Online Student Collaboration with Diigo12/09/2013
Today’s students must be comfortable working collaboratively with peers. Many content-creation sites allow for such cooperative efforts, but how can we encourage our students to collaboratively read and interpret materials they find on the web? There’s a great web annotation and bookmarking tool called Diigo that can be used exactly for this purpose.
One of the Common Core standards calls for students to “Integrate and evaluate content presented in diverse formats”. Paper organizers allow you to provide well-vetted, focused passages for students to analyze, focusing their examination of, for example, claims and supporting evidence or differing point of view. But as you move into the realm of the internet, it becomes much more challenging to direct their interactions and to solicit feedback. What’s a teacher supposed to do? Bookmarking and annotations:
Share pages, highlights, and/or annotations -- you choose.

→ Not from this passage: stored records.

use std::borrow::Cow::{self, Borrowed, Owned};
use std::path::PathBuf;
use std::sync::Arc;

use anyhow::{Context as _, Result};
use clap::Parser;
use colored::Colorize;
use rustyline::Editor;
use rustyline::completion::{Completer, Pair};
use rustyline::highlight::Highlighter;
use rustyline::hint::Hinter;
use rustyline::validate::Validator;
use rustyline::{Context, Helper};

use relay_core::{
    Chat, ChatApp, ChatManager, ChatStorage, IdentityStore, MessageSender, RelayConfig,
    SendOutcome, WebhookClient,
};

const WELCOME: &str = "Hello! I'm Relay, your webhook assistant. How can I help you today?";

/// Relay - a small webhook-backed chat client with local history.
#[derive(Parser)]
#[command(name = "relay")]
#[command(about = "Chat with a webhook endpoint from your terminal", long_about = None)]
struct Cli {
    /// Path to the config file (defaults to <config-dir>/relay/config.toml)
    #[arg(long)]
    config: Option<PathBuf>,
}

/// CLI helper for rustyline that provides completion, highlighting, and hints.
#[derive(Clone)]
struct CliHelper {
    commands: Vec<String>,
}

impl CliHelper {
    fn new() -> Self {
        Self {
            commands: vec![
                "/new".to_string(),
                "/chats".to_string(),
                "/switch".to_string(),
                "/settings".to_string(),
            ],
        }
    }
}

impl Helper for CliHelper {}

impl Completer for CliHelper {
    type Candidate = Pair;

    fn complete(
        &self,
        line: &str,
        pos: usize,
        _ctx: &Context<'_>,
    ) -> rustyline::Result<(usize, Vec<Pair>)> {
        let line = &line[..pos];

        if line.starts_with('/') {
            let candidates: Vec<Pair> = self
                .commands
                .iter()
                .filter(|cmd| cmd.starts_with(line))
                .map(|cmd| Pair {
                    display: cmd.clone(),
                    replacement: cmd.clone(),
                })
                .collect();
            Ok((0, candidates))
        } else {
            Ok((0, vec![]))
        }
    }
}

impl Highlighter for CliHelper {
    fn highlight<'l>(&self, line: &'l str, _pos: usize) -> Cow<'l, str> {
        if line.starts_with('/') {
            Owned(line.bright_cyan().to_string())
        } else {
            Borrowed(line)
        }
    }

    fn highlight_char(&self, _line: &str, _pos: usize, _forced: bool) -> bool {
        true
    }
}

impl Hinter for CliHelper {
    type Hint = String;

    fn hint(&self, line: &str, pos: usize, _ctx: &Context<'_>) -> Option<String> {
        let line = &line[..pos];

        if line.starts_with('/') && !line.contains(' ') {
            self.commands
                .iter()
                .find(|cmd| cmd.starts_with(line) && cmd.len() > line.len())
                .map(|cmd| cmd[line.len()..].to_string())
        } else {
            None
        }
    }
}

impl Validator for CliHelper {}

#[tokio::main]
async fn main() -> Result<()> {
    tracing_subscriber::fmt()
        .with_env_filter(
            tracing_subscriber::EnvFilter::try_from_default_env()
                .unwrap_or_else(|_| tracing_subscriber::EnvFilter::new("warn")),
        )
        .init();

    let cli = Cli::parse();

    let config = match &cli.config {
        Some(path) => RelayConfig::load(path),
        None => RelayConfig::load_default(),
    }
    .context("Failed to load configuration")?;

    let url = config.webhook_url()?;
    let storage_dir = config.storage_dir();

    let storage = ChatStorage::new(&storage_dir)
        .with_context(|| format!("Failed to open storage at {}", storage_dir.display()))?;
    let identity = IdentityStore::new(&storage_dir)
        .with_context(|| format!("Failed to open storage at {}", storage_dir.display()))?;
    let manager = ChatManager::open(storage, identity).context("Failed to restore chats")?;

    let mut app = ChatApp::new(manager, Arc::new(WebhookClient::new(url)));

    run_repl(&mut app).await
}

async fn run_repl(app: &mut ChatApp) -> Result<()> {
    let helper = CliHelper::new();
    let mut rl = Editor::new()?;
    rl.set_helper(Some(helper));

    println!("{}", "=== Relay ===".bright_magenta().bold());
    println!(
        "{}",
        "Type a message to send it, '/new' for a fresh chat, '/chats' for history, or 'quit' to exit."
            .bright_black()
    );
    println!();

    render_chat(app.manager_mut().current_chat());

    loop {
        let readline = rl.readline(">> ");

        match readline {
            Ok(line) => {
                let trimmed = line.trim();

                if trimmed == "quit" || trimmed == "exit" {
                    println!("{}", "Goodbye!".bright_green());
                    break;
                }

                if trimmed.is_empty() {
                    continue;
                }

                let _ = rl.add_history_entry(&line);

                if let Some(command) = trimmed.strip_prefix('/') {
                    handle_command(app, command)?;
                } else {
                    send(app, trimmed).await?;
                }
            }
            Err(rustyline::error::ReadlineError::Interrupted) => {
                println!("{}", "CTRL-C detected. Type 'quit' to exit.".yellow());
            }
            Err(rustyline::error::ReadlineError::Eof) => {
                println!("{}", "CTRL-D detected. Exiting...".bright_green());
                break;
            }
            Err(err) => {
                eprintln!("{}", format!("Error: {err:?}").red());
                break;
            }
        }
    }

    Ok(())
}

async fn send(app: &mut ChatApp, text: &str) -> Result<()> {
    println!("{}", format!("> {text}").green());
    println!("{}", "...".bright_black());

    match app.send_message(text).await? {
        SendOutcome::Delivered { reply } => {
            for line in reply.lines() {
                println!("{}", line.bright_blue());
            }
        }
        SendOutcome::Failed { error } => {
            println!("{}", error.red());
        }
        SendOutcome::Busy => {
            println!(
                "{}",
                "A request is already in flight; wait for it to finish.".bright_black()
            );
        }
        SendOutcome::EmptyInput => {}
    }

    Ok(())
}

fn handle_command(app: &mut ChatApp, command: &str) -> Result<()> {
    let mut parts = command.split_whitespace();

    match parts.next() {
        Some("new") => {
            let chat = app.manager_mut().start_new_chat()?;
            println!("{}", format!("Started '{}'", chat.title).bright_black());
            println!("{}", WELCOME.bright_blue());
        }
        Some("chats") => {
            list_chats(app);
        }
        Some("switch") => match parts.next().and_then(|raw| raw.parse::<usize>().ok()) {
            Some(index) => switch_chat(app, index),
            None => println!(
                "{}",
                "Usage: /switch <number> (see /chats)".bright_black()
            ),
        },
        Some("settings") => {
            // Placeholder, matching the unimplemented settings surface.
            println!("{}", "Settings - coming soon".bright_black());
        }
        _ => {
            println!("{}", "Unknown command".bright_black());
        }
    }

    Ok(())
}

fn list_chats(app: &mut ChatApp) {
    let current_id = app.manager_mut().current_chat().id.clone();
    let chats = app.manager().chats();

    if chats.is_empty() {
        println!("{}", "No chats yet.".bright_black());
        return;
    }

    // Most recent chats first, as the sidebar showed them.
    for (index, chat) in chats.iter().rev().enumerate() {
        let marker = if chat.id == current_id { "*" } else { " " };
        println!(
            "{}",
            format!(
                "{marker} {:>2}. {} ({} messages)",
                index + 1,
                chat.title,
                chat.messages.len()
            )
            .bright_black()
        );
    }
}

fn switch_chat(app: &mut ChatApp, index: usize) {
    let chats = app.manager().chats();
    let Some(chat) = index
        .checked_sub(1)
        .and_then(|offset| chats.iter().rev().nth(offset))
    else {
        println!("{}", "No such chat (see /chats)".bright_black());
        return;
    };

    let id = chat.id.clone();
    app.manager_mut().select_chat(id);

    let chat = app.manager_mut().current_chat().clone();
    println!("{}", format!("--- {} ---", chat.title).bright_magenta());
    render_chat(&chat);
}

fn render_chat(chat: &Chat) {
    if chat.messages.is_empty() {
        println!("{}", WELCOME.bright_blue());
        return;
    }

    for message in &chat.messages {
        match message.sender {
            MessageSender::User => println!("{}", format!("> {}", message.text).green()),
            MessageSender::Assistant => {
                for line in message.text.lines() {
                    println!("{}", line.bright_blue());
                }
            }
        }
    }
}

Bookmarks can also be shared publicly, shared with followers, or shared with groups you join or create. Not only can you share the bookmark as a whole, but you can also set sharing options at the individual annotation level: some markings on a page can be shared to one group, some to another, while still others are kept entirely private.
This last feature, selective sharing to groups, provides a tremendously powerful tool for teachers. You can make a group for each of your classes. Once a bookmark is shared to the group, the entry will appear in all the members' libraries and they will be able to see any shared annotations upon visiting the webpage. (Also checkout Diigo’s plan explicitly for educators with many teacher-friendly features.)